(STUDY MATERIAL begins)

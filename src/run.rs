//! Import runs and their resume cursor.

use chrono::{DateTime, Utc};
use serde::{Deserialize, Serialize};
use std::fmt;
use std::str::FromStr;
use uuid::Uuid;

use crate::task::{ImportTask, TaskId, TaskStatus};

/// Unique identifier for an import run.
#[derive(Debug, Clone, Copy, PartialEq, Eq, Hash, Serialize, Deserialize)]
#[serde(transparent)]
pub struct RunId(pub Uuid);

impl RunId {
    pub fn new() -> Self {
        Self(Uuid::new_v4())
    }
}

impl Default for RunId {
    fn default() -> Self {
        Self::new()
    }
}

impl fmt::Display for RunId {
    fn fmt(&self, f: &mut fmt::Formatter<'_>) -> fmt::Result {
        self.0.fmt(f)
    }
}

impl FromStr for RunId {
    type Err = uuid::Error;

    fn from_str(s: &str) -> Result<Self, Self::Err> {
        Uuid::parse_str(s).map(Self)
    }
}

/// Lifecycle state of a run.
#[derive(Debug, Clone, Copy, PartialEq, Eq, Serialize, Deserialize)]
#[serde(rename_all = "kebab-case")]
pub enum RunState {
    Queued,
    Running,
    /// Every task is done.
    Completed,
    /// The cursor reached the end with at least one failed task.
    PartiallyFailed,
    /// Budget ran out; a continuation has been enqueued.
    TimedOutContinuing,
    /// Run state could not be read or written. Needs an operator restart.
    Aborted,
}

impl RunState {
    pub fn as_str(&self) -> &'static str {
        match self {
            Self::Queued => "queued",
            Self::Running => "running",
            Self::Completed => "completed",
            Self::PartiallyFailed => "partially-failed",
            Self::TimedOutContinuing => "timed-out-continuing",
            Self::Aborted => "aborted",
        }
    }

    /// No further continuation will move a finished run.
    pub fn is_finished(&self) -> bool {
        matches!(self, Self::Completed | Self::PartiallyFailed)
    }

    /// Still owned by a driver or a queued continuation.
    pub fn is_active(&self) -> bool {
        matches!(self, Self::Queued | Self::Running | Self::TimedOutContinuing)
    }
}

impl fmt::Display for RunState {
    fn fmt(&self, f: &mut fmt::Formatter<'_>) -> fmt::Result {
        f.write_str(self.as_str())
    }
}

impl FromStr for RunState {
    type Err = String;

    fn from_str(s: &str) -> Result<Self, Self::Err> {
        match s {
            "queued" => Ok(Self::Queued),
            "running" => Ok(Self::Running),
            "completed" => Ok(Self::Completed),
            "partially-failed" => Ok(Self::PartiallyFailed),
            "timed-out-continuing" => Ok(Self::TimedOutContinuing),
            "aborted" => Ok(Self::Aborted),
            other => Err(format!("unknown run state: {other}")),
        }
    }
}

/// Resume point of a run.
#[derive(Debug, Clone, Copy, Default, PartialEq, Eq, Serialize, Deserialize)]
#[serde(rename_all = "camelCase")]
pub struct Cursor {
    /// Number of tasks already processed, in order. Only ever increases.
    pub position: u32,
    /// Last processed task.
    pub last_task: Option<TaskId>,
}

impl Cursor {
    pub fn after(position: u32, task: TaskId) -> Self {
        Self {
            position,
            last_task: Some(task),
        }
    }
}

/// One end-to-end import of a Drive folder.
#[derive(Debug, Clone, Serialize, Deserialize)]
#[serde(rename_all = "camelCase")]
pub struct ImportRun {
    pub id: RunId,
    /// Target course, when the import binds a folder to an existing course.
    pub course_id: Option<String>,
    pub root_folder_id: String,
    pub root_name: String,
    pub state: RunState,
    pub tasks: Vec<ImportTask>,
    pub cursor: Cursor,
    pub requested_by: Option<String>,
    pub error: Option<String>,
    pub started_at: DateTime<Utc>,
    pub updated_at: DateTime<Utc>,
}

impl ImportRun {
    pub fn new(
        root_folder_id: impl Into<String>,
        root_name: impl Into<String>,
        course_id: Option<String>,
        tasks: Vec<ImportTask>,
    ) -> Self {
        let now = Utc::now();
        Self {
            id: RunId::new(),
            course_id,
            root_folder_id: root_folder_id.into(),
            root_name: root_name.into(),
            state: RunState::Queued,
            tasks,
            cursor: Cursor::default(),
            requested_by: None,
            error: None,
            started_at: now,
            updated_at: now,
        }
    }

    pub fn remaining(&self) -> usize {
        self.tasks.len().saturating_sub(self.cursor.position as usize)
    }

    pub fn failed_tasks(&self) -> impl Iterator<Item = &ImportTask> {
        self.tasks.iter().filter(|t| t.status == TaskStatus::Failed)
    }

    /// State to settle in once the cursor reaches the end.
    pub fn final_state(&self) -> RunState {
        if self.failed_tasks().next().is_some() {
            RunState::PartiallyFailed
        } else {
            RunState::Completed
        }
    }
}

(STUDY MATERIAL ends)
(STUDY MATERIAL begins)

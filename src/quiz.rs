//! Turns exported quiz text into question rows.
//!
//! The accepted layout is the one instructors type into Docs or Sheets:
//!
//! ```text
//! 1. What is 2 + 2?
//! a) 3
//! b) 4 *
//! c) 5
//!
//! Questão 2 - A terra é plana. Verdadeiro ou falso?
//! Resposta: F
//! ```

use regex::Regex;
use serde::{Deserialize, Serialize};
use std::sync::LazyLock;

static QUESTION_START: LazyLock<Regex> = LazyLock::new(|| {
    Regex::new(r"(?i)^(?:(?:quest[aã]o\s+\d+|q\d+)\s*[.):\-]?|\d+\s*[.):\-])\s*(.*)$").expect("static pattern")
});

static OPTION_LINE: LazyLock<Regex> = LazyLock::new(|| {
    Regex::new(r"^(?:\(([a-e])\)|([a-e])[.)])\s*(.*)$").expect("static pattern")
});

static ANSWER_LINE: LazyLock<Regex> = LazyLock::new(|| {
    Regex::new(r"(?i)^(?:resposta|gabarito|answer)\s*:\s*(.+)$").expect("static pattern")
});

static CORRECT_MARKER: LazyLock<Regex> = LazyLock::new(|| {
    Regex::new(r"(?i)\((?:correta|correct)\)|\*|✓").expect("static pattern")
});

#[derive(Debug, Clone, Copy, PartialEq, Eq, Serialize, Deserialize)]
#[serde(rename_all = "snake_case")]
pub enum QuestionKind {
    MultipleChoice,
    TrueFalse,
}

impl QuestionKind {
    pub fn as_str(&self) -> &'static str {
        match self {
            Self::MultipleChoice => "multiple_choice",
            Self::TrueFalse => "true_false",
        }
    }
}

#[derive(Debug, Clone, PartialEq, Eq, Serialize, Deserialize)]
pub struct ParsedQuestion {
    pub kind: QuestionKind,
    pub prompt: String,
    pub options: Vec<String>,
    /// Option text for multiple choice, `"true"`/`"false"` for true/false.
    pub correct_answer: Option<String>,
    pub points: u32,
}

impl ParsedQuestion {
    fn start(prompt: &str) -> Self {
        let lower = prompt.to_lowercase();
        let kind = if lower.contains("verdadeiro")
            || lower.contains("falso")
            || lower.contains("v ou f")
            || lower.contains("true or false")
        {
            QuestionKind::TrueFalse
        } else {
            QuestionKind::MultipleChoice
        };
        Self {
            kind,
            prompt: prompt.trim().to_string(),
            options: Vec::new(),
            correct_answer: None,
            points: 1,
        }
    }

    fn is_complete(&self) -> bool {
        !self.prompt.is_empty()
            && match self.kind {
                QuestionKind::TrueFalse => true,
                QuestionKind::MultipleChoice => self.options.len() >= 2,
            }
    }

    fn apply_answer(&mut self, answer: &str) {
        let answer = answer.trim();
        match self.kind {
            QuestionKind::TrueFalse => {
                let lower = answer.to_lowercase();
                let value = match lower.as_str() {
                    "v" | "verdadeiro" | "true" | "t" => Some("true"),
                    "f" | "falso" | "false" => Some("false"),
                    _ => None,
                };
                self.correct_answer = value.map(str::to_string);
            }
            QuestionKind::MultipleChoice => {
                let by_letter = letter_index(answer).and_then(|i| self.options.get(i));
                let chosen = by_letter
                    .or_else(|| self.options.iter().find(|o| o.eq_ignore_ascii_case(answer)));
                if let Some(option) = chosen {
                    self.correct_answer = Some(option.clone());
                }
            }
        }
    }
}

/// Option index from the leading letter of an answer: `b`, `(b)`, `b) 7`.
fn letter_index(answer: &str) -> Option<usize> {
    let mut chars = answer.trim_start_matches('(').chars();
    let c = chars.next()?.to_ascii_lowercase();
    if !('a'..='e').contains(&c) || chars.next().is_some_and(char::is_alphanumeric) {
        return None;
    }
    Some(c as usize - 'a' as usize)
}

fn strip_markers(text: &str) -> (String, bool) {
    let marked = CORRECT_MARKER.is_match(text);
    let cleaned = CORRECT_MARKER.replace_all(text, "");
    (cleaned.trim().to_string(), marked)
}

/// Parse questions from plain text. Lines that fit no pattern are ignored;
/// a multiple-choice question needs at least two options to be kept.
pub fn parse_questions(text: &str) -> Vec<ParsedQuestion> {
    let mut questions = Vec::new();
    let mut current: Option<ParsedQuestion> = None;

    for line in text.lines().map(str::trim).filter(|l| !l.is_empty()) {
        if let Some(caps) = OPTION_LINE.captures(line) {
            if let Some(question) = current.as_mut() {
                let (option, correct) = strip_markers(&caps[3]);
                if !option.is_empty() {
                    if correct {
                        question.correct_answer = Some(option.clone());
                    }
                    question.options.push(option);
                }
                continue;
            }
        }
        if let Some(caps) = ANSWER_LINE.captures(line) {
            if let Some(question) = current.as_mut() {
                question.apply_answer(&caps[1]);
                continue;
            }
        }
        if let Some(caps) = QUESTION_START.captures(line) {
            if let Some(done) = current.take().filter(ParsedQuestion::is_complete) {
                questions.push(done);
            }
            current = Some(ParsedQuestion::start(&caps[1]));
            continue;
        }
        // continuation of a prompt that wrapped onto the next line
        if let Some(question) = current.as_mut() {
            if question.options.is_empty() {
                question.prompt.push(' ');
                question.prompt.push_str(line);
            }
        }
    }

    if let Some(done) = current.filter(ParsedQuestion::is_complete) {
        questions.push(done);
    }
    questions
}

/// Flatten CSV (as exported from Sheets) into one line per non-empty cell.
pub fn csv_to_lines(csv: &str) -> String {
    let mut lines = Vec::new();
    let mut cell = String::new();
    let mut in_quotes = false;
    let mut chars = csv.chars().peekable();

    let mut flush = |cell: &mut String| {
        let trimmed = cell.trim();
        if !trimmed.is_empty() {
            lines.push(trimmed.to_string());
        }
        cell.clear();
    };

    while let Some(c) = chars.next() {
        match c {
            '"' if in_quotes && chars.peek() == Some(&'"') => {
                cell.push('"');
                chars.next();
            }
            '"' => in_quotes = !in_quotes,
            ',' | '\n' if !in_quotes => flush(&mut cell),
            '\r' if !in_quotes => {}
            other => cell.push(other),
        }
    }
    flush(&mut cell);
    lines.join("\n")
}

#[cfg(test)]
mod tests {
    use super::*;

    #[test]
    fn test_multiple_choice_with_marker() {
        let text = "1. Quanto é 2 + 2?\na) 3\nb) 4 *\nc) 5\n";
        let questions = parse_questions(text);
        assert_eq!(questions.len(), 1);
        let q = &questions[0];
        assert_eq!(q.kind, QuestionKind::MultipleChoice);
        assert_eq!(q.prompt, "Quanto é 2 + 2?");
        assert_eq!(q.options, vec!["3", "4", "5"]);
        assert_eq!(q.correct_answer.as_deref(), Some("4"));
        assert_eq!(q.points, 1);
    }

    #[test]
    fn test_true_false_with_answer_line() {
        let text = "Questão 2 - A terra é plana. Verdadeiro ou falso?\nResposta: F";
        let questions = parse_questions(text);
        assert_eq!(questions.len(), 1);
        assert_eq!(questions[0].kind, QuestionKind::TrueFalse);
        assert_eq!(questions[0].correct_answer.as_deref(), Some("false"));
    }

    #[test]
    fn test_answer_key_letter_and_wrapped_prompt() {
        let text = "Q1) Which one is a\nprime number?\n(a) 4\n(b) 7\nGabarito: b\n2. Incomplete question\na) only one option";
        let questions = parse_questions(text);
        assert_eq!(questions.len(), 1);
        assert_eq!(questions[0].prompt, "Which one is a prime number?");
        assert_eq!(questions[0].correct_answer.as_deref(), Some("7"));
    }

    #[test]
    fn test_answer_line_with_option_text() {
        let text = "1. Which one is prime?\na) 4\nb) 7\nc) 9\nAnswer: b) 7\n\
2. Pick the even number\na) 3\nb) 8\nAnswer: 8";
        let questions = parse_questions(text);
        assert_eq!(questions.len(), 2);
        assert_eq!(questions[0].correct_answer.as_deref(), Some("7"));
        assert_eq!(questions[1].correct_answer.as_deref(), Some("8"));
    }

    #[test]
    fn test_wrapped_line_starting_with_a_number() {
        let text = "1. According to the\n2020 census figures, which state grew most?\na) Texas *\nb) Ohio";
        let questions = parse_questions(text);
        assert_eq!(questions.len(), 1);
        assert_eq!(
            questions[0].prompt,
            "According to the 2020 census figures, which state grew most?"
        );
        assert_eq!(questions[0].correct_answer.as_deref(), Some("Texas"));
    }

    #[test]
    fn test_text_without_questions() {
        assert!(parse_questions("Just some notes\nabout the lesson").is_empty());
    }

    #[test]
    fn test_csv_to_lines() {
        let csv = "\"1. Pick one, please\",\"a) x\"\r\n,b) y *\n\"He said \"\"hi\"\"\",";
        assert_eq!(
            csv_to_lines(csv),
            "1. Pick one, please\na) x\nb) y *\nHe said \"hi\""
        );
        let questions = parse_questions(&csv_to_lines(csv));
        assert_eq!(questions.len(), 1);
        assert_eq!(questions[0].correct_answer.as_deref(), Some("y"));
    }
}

(STUDY MATERIAL ends)
(STUDY MATERIAL begins)

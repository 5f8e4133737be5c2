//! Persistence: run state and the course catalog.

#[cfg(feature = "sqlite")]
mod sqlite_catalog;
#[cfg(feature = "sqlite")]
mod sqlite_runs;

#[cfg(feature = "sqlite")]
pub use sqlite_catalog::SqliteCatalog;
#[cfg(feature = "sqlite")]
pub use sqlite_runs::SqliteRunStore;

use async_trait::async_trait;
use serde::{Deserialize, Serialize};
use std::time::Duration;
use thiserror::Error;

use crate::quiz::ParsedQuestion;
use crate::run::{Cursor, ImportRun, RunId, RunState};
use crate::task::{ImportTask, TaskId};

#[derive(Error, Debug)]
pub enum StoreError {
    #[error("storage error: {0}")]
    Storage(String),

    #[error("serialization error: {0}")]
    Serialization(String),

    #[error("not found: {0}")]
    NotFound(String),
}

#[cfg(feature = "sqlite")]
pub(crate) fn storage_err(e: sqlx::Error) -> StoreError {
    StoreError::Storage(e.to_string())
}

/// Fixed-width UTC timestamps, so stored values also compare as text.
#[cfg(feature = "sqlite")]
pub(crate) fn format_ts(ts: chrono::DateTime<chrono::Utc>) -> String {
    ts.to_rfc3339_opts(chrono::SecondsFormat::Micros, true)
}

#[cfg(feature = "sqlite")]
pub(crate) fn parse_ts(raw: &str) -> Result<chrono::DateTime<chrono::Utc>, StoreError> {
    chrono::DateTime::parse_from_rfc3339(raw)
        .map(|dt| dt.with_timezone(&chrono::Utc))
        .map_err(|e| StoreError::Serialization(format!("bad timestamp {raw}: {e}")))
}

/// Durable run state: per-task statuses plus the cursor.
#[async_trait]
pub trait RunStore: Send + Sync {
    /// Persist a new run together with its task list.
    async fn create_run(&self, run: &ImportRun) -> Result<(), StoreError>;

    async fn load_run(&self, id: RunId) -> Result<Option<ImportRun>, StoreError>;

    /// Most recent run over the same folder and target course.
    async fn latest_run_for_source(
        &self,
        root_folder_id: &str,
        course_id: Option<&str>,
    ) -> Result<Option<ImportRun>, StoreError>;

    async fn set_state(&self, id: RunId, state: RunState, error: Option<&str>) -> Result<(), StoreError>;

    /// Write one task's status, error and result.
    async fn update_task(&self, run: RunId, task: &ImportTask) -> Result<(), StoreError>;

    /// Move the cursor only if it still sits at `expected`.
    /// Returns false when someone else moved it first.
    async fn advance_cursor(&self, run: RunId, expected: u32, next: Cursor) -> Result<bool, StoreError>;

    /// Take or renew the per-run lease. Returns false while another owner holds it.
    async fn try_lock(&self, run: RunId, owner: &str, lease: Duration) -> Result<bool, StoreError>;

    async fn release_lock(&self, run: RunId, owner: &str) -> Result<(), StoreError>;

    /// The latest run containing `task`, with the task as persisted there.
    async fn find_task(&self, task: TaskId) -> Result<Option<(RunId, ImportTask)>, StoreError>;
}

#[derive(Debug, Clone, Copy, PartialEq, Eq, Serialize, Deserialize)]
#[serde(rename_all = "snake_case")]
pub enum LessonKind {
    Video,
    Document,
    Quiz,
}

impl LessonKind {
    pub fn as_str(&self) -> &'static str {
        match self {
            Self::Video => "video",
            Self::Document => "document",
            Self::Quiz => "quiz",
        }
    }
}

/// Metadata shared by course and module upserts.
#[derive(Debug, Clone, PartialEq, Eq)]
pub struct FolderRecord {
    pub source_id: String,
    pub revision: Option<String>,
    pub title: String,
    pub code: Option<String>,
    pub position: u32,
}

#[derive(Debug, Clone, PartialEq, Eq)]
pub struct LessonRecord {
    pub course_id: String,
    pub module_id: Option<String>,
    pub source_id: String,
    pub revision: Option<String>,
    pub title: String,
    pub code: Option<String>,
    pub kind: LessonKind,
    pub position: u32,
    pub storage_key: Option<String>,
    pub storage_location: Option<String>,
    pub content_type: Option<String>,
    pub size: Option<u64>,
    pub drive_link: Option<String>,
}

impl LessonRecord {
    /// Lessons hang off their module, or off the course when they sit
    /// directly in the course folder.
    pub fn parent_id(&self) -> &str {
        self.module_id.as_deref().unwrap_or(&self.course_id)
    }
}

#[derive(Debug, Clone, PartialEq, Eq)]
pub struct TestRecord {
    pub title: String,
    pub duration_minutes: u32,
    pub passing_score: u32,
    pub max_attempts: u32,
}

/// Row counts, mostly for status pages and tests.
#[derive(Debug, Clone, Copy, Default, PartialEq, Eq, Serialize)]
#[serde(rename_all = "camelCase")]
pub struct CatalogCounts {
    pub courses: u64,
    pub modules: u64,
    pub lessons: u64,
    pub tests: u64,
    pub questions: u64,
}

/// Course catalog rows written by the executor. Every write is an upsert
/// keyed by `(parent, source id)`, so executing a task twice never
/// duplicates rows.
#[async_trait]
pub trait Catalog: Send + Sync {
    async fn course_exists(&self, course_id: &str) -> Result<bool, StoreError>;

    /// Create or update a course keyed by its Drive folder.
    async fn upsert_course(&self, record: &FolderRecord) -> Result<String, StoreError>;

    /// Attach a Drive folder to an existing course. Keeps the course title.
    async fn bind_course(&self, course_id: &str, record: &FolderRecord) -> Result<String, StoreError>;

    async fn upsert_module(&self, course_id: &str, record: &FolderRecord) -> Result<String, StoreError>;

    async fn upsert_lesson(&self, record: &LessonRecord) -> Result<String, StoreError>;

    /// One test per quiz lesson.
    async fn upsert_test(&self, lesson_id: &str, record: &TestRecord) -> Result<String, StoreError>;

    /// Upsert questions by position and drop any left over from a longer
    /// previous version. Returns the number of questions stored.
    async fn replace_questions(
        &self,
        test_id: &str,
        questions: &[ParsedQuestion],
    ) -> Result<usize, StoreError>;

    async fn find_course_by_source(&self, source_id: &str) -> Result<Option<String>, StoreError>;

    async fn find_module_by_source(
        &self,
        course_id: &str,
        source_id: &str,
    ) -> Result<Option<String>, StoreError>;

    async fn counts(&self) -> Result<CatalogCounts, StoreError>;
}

(STUDY MATERIAL ends)

_TASK TO COMPLETE:_ Once you find the line with "filename src/run.rs" in the entries above, output it and each line after it up to and including the line with "an import run.", and nothing else.

_TASK ANSWER:_
filename src/run.rs
//! Import runs and their resume cursor.

use chrono::{DateTime, Utc};
use serde::{Deserialize, Serialize};
use std::fmt;
use std::str::FromStr;
use uuid::Uuid;

use crate::task::{ImportTask, TaskId, TaskStatus};

/// Unique identifier for an import run.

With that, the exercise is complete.